__PROBLEM__
Copy every line of the following data that includes the string "Deserialize".

__Stored data__
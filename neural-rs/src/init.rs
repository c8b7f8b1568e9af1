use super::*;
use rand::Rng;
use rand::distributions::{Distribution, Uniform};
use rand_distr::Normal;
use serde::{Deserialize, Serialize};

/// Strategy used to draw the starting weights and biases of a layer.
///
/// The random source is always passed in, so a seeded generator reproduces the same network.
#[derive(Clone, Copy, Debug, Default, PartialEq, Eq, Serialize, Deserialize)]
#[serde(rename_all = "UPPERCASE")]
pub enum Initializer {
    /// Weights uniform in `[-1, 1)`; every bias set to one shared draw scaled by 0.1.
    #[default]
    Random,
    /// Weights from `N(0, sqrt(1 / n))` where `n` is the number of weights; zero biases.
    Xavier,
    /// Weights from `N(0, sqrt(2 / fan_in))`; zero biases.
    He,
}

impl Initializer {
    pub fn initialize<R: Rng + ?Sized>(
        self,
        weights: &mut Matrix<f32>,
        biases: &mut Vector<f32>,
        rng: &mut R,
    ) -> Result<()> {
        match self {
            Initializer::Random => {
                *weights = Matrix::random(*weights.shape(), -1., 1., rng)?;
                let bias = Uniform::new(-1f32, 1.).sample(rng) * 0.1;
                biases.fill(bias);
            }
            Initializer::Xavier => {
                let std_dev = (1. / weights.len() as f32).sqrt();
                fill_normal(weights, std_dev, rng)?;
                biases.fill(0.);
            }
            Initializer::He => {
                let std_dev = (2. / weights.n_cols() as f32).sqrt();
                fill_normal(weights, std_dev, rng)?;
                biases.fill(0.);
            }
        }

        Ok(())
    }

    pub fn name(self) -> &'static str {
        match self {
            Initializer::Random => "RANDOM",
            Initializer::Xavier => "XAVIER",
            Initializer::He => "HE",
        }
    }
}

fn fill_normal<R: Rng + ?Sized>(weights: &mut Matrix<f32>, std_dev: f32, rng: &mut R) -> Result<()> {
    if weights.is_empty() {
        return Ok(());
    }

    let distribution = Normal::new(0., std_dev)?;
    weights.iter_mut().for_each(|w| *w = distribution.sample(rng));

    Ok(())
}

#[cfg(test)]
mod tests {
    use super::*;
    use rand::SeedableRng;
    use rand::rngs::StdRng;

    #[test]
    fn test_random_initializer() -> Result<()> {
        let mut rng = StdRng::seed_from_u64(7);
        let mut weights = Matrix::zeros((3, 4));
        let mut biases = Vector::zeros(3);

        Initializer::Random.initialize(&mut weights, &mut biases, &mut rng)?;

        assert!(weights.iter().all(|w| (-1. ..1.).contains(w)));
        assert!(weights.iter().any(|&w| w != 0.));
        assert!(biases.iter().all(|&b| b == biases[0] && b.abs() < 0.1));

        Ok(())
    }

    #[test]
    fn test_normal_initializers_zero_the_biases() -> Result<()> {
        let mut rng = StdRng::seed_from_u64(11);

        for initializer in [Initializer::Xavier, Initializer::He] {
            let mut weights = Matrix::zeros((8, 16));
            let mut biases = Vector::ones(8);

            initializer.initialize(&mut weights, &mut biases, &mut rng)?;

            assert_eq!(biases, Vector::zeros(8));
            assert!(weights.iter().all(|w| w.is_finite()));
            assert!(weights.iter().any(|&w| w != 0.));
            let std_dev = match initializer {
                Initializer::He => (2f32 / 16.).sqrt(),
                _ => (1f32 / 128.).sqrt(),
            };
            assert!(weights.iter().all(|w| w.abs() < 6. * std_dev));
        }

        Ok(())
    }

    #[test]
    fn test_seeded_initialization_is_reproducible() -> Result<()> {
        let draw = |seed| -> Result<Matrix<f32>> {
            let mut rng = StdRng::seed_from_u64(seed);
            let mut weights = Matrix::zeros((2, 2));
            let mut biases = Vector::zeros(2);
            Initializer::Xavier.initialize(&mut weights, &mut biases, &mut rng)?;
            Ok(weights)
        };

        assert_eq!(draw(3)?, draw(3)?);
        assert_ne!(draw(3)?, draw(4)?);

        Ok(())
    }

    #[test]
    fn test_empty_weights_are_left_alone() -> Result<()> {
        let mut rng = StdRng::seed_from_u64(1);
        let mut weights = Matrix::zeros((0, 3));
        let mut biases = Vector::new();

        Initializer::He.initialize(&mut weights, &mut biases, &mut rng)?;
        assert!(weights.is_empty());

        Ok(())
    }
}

__ANSWER TO THE EXERCISE__
use serde::{Deserialize, Serialize};
#[derive(Clone, Copy, Debug, Default, PartialEq, Eq, Serialize, Deserialize)]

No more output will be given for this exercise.